Jason's point about compatibility might be a good one. A quick query of the mediawiki_client_session_tick Hive table yielded ~1500 unique browser family-major version pairs that are submitting events. For those browsers that have good coverage on Can I use…, it's relatively trivial to assess support for localStorage. Assessing support for the rest will require involved investigation, e.g. I'm confident that the Naver Whale browser supports localStorage because it is based on Chromium and its first release was in 2017. My recommendation would be to update the instrument to include a flag that corresponds to no support for localStorage, wait for two weeks, determine what percentage of events have the flag set, and then decide how to proceed. If that's acceptable, I'm more than happy to submit the required patches.

Change 831842 had a related patch set uploaded (by Phuedx; author: Phuedx):

[mediawiki/extensions/WikimediaEvents@master] sessionTick: Log localStorage support

https://gerrit.wikimedia.org/r/831842

The cookies that the instrument sets are session cookies, which should be cleared when the browsing session ends. In practice, however, that isn't the case, e.g. Chrome, Firefox, and Safari (at least) all allow you to resume a previous browsing session complete with session cookies. Remembering that the instrument ticks once every minute, a user could end their browsing session and resume it at any point in that time window and, from the point of view of the instrument, be continuing their session. Switching to localStorage would make the above scenario more likely since it persists between browsing sessions but at least it would be consistent.

The instrument deems a session to be idle it has been 30 minutes since the last tick so when I said

and resume it at any point in that time window and, from the point of view of the instrument, be continuing their session

I meant that 30 minute time window.

cjming removed cjming as the assignee of this task.Oct 6 2022, 6:41 PM
cjming added a subscriber: cjming.

Change 831842 merged by jenkins-bot:

[mediawiki/extensions/WikimediaEvents@master] sessionTick: Log localStorage support

https://gerrit.wikimedia.org/r/831842

That patch ☝️ will be fully deployed next Thursday (2022/10/13. After that I'll spot check the data coming in and, if it looks good, wait for a couple of weeks to collect a decent sample.

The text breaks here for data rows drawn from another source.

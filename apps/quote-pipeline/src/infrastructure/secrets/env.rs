//! Environment variable secret source.

use async_trait::async_trait;

use crate::application::ports::{Secret, SecretError, SecretSourcePort};
use crate::domain::shared::SecretId;

/// Reads secrets from environment variables named by the secret id.
#[derive(Debug, Clone, Default)]
pub struct EnvSecretSource {
    prefix: String,
}

impl EnvSecretSource {
    /// Look secrets up by their id as the variable name.
    #[must_use]
    pub fn new() -> Self {
        Self::default()
    }

    /// Prepend `prefix` to every variable name.
    #[must_use]
    pub fn with_prefix(prefix: impl Into<String>) -> Self {
        Self {
            prefix: prefix.into(),
        }
    }

    fn var_name(&self, secret_id: &SecretId) -> String {
        format!("{}{}", self.prefix, secret_id.as_str())
    }
}

#[async_trait]
impl SecretSourcePort for EnvSecretSource {
    async fn fetch(&self, secret_id: &SecretId) -> Result<Secret, SecretError> {
        let name = self.var_name(secret_id);
        std::env::var(&name)
            .map(|value| Secret::new(value, None))
            .map_err(|_| SecretError::NotFound { secret_id: name })
    }
}
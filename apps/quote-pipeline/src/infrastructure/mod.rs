//! Infrastructure Layer
//!
//! This module contains all adapters (implementations) for the ports defined
//! in the application layer. Following hexagonal architecture:
//!
//! - **Driven Adapters (Outbound)**: Implement ports for external systems
//!   - `persistence/`: Point store adapters
//!   - `transport/`: Stream transport adapters
//!   - `sink/`: Output sink adapters (Arrow IPC)
//!   - `secrets/`: Secret source adapters
//!   - `upstream/`: Upstream quote provider adapters
//!
//! - **Driver Adapters (Inbound)**: Feed the application
//!   - `source/`: JSON-lines quote reader and upstream poller

pub mod persistence;
pub mod secrets;
pub mod sink;
pub mod source;
pub mod transport;
pub mod upstream;
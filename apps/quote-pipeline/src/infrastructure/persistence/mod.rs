//! Persistence Adapters
//!
//! Point store implementations.

mod flaky;
pub mod in_memory;

pub use flaky::FlakyPointStore;
pub use in_memory::InMemoryPointStore;
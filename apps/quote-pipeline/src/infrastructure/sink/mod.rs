//! Output Sink Adapters

mod arrow_ipc;
mod in_memory;

pub use arrow_ipc::{ArrowIpcSink, record_batch, record_schema};
pub use in_memory::{InMemoryOutputSink, StoredRecord};
//! Aggregation Context
//!
//! Window sets, nested SMA computation and the records they produce.

mod record;
mod sma;
mod window_spec;

pub use record::{AggregateRecord, AsOfMode};
pub use sma::{SmaValue, SumOverflow, compute_sma};
pub use window_spec::WindowSpec;
//! Timeout-bounded calls with backoff retry for transient failures.

use std::future::Future;
use std::time::Duration;

use tokio_util::sync::CancellationToken;

use super::backoff::{ExponentialBackoff, RetryPolicy};
use crate::observability::record_transient_retry;

/// Errors that distinguish transient infrastructure failures from the rest.
pub trait TransientError: std::error::Error {
    /// Whether retrying the same call may succeed.
    fn is_transient(&self) -> bool;

    /// Error produced when a call exceeds its timeout.
    fn timed_out(after: Duration) -> Self;
}

/// Outcome of a retried call that did not succeed.
#[derive(Debug, thiserror::Error)]
pub enum RetryError<E: std::error::Error> {
    /// The error is not transient; it was not retried.
    #[error("{0}")]
    Permanent(E),

    /// Every attempt failed with a transient error.
    #[error("gave up after {attempts} attempts: {last}")]
    Exhausted {
        /// Attempts made.
        attempts: u32,
        /// Last error seen.
        last: E,
    },

    /// Shutdown was requested while waiting to retry.
    #[error("cancelled while retrying: {last}")]
    Cancelled {
        /// Last error seen.
        last: E,
    },
}

impl<E: std::error::Error> RetryError<E> {
    /// The underlying error.
    pub const fn inner(&self) -> &E {
        match self {
            Self::Permanent(e) | Self::Exhausted { last: e, .. } | Self::Cancelled { last: e } => e,
        }
    }
}

/// Run `fut`, mapping a timeout to `E::timed_out`.
pub async fn with_timeout<T, E, F>(timeout: Duration, fut: F) -> Result<T, E>
where
    E: TransientError,
    F: Future<Output = Result<T, E>>,
{
    match tokio::time::timeout(timeout, fut).await {
        Ok(result) => result,
        Err(_) => Err(E::timed_out(timeout)),
    }
}

/// Call `op`, retrying transient failures with backoff.
///
/// Non-transient errors return immediately as [`RetryError::Permanent`].
/// Callers bound each attempt with [`with_timeout`].
pub async fn retry_transient<T, E, F, Fut>(
    policy: &RetryPolicy,
    operation: &str,
    cancel: &CancellationToken,
    mut op: F,
) -> Result<T, RetryError<E>>
where
    E: TransientError,
    F: FnMut() -> Fut,
    Fut: Future<Output = Result<T, E>>,
{
    let mut backoff = ExponentialBackoff::new(policy);
    let mut attempts = 0u32;

    loop {
        attempts += 1;
        let err = match op().await {
            Ok(value) => return Ok(value),
            Err(err) if !err.is_transient() => return Err(RetryError::Permanent(err)),
            Err(err) => err,
        };

        let Some(delay) = backoff.next_backoff() else {
            return Err(RetryError::Exhausted {
                attempts,
                last: err,
            });
        };

        tracing::warn!(
            operation,
            attempt = attempts,
            delay_ms = delay.as_millis() as u64,
            error = %err,
            "transient failure, retrying"
        );
        record_transient_retry(operation);

        tokio::select! {
            () = cancel.cancelled() => return Err(RetryError::Cancelled { last: err }),
            () = tokio::time::sleep(delay) => {}
        }
    }
}

#[cfg(test)]
mod tests {
    use super::*;
    use std::sync::atomic::{AtomicU32, Ordering};

    #[derive(Debug, thiserror::Error, PartialEq, Eq)]
    enum TestError {
        #[error("down")]
        Down,
        #[error("bad")]
        Bad,
        #[error("timeout")]
        Timeout,
    }

    impl TransientError for TestError {
        fn is_transient(&self) -> bool {
            matches!(self, Self::Down | Self::Timeout)
        }

        fn timed_out(_after: Duration) -> Self {
            Self::Timeout
        }
    }

    #[tokio::test]
    async fn succeeds_after_transient_failures() {
        let calls = AtomicU32::new(0);
        let result = retry_transient(
            &RetryPolicy::immediate(5, 0),
            "test",
            &CancellationToken::new(),
            || async {
                if calls.fetch_add(1, Ordering::SeqCst) < 2 {
                    Err(TestError::Down)
                } else {
                    Ok(7)
                }
            },
        )
        .await;

        assert_eq!(result.unwrap(), 7);
        assert_eq!(calls.load(Ordering::SeqCst), 3);
    }

    #[tokio::test]
    async fn permanent_errors_are_not_retried() {
        let calls = AtomicU32::new(0);
        let result: Result<(), _> = retry_transient(
            &RetryPolicy::immediate(5, 0),
            "test",
            &CancellationToken::new(),
            || async {
                calls.fetch_add(1, Ordering::SeqCst);
                Err(TestError::Bad)
            },
        )
        .await;

        assert!(matches!(result, Err(RetryError::Permanent(TestError::Bad))));
        assert_eq!(calls.load(Ordering::SeqCst), 1);
    }

    #[tokio::test]
    async fn exhausts_after_max_attempts() {
        let result: Result<(), _> = retry_transient(
            &RetryPolicy::immediate(2, 0),
            "test",
            &CancellationToken::new(),
            || async { Err(TestError::Down) },
        )
        .await;

        match result {
            Err(RetryError::Exhausted { attempts, last }) => {
                assert_eq!(attempts, 3);
                assert_eq!(last, TestError::Down);
            }
            other => panic!("expected exhaustion, got {other:?}"),
        }
    }

    #[tokio::test(start_paused = true)]
    async fn timeout_is_transient() {
        let calls = AtomicU32::new(0);
        let result = retry_transient(
            &RetryPolicy::immediate(1, 0),
            "test",
            &CancellationToken::new(),
            || {
                with_timeout(Duration::from_millis(50), async {
                    if calls.fetch_add(1, Ordering::SeqCst) == 0 {
                        tokio::time::sleep(Duration::from_secs(60)).await;
                    }
                    Ok::<_, TestError>(1)
                })
            },
        )
        .await;

        assert_eq!(result.unwrap(), 1);
        assert_eq!(calls.load(Ordering::SeqCst), 2);
    }

    #[tokio::test]
    async fn cancellation_stops_retrying() {
        let cancel = CancellationToken::new();
        cancel.cancel();
        let policy = RetryPolicy {
            initial_backoff: Duration::from_secs(60),
            jitter_factor: 0.0,
            ..RetryPolicy::default()
        };

        let result: Result<(), _> =
            retry_transient(&policy, "test", &cancel, || async { Err(TestError::Down) }).await;

        assert!(matches!(result, Err(RetryError::Cancelled { .. })));
    }
}
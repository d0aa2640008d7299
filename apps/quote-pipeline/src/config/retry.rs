//! Retry and bisection configuration.

use std::time::Duration;

use serde::{Deserialize, Serialize};

use crate::resilience::RetryPolicy;

/// Retry configuration shared by every port call.
#[derive(Debug, Clone, Serialize, Deserialize)]
pub struct RetryConfig {
    /// Bisection rounds allowed per batch.
    #[serde(default = "default_bisection_budget")]
    pub bisection_budget: u32,
    /// Retries of a transient failure before giving up.
    #[serde(default = "default_max_attempts")]
    pub max_attempts: u32,
    /// First backoff delay in milliseconds.
    #[serde(default = "default_initial_backoff_ms")]
    pub initial_backoff_ms: u64,
    /// Backoff ceiling in milliseconds.
    #[serde(default = "default_max_backoff_ms")]
    pub max_backoff_ms: u64,
    /// Growth factor between attempts.
    #[serde(default = "default_multiplier")]
    pub multiplier: f64,
    /// Random spread applied to each delay (0.0 to 1.0).
    #[serde(default = "default_jitter_factor")]
    pub jitter_factor: f64,
}

impl Default for RetryConfig {
    fn default() -> Self {
        Self {
            bisection_budget: default_bisection_budget(),
            max_attempts: default_max_attempts(),
            initial_backoff_ms: default_initial_backoff_ms(),
            max_backoff_ms: default_max_backoff_ms(),
            multiplier: default_multiplier(),
            jitter_factor: default_jitter_factor(),
        }
    }
}

impl RetryConfig {
    /// Convert to the policy used by the resilience module.
    #[must_use]
    pub const fn to_policy(&self) -> RetryPolicy {
        RetryPolicy {
            bisection_budget: self.bisection_budget,
            max_attempts: self.max_attempts,
            initial_backoff: Duration::from_millis(self.initial_backoff_ms),
            max_backoff: Duration::from_millis(self.max_backoff_ms),
            backoff_multiplier: self.multiplier,
            jitter_factor: self.jitter_factor,
        }
    }
}

const fn default_bisection_budget() -> u32 {
    8
}

const fn default_max_attempts() -> u32 {
    5
}

const fn default_initial_backoff_ms() -> u64 {
    100
}

const fn default_max_backoff_ms() -> u64 {
    30_000
}

const fn default_multiplier() -> f64 {
    2.0
}

const fn default_jitter_factor() -> f64 {
    0.2
}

That patch ☝️ will be fully deployed next Thursday (2022/10/13. After that I'll spot check the data coming in and, if it looks good, wait for a couple of weeks to collect a decent sample.

The patch was fully deployed on Thursday at ~18:00 UTC. Since then there have been 16 validation errors, which appear to have been caused by a misbehaving client. As for the data being captured:

nn_localstorage_unsupported
400698169732476
select
  sum(1) `n`,
  sum(if(test['supportsLocalStorage'] = 0, 1, 0)) `n_localStorage_unsupported`
from
  event.mediawiki_client_session_tick
where
  year = 2022
  and month = 10
  and day >= 14
;

We'd lose ~0.18% of all session ticks if we changed the instrument to use localStorage.

@phuedx As per the code review comments, I suspect that those are browsers with localStorage supported (as per Startup module feature-test passing) but either with storage full or in a private browsing mode where localStorage pretends to have a quota of 0B, either way writes throw.

Some browsers no-op in private mode, some effectively do tab/sessionStorage instead, others (Mobile Safari) throw in the same way as if there no quota. I haven't checked what Mobile Safari does to cookies in that case. It might do something similar to cookies as well. Thus depending on what Safari does and how our code responds, it might end up behaving the same in those 0.18% cases on localStorage.

Note that in browsers where this test passed, it may fail at another time if the storage is full. Assuming we use the mw.storage abstraction layer, this failure will be hidden both for cases where storage is full and cases like Safari Private browsing where it effectively always full. It may be worth making sure that the data does something reasonable if setItem fails. E.g. fallback to counting the session for that tab only with a local variable, or stop counting if/when a write fails. That may be worth handling regardless, in which case the cases that throw today for private browsing can fall in the same bucket.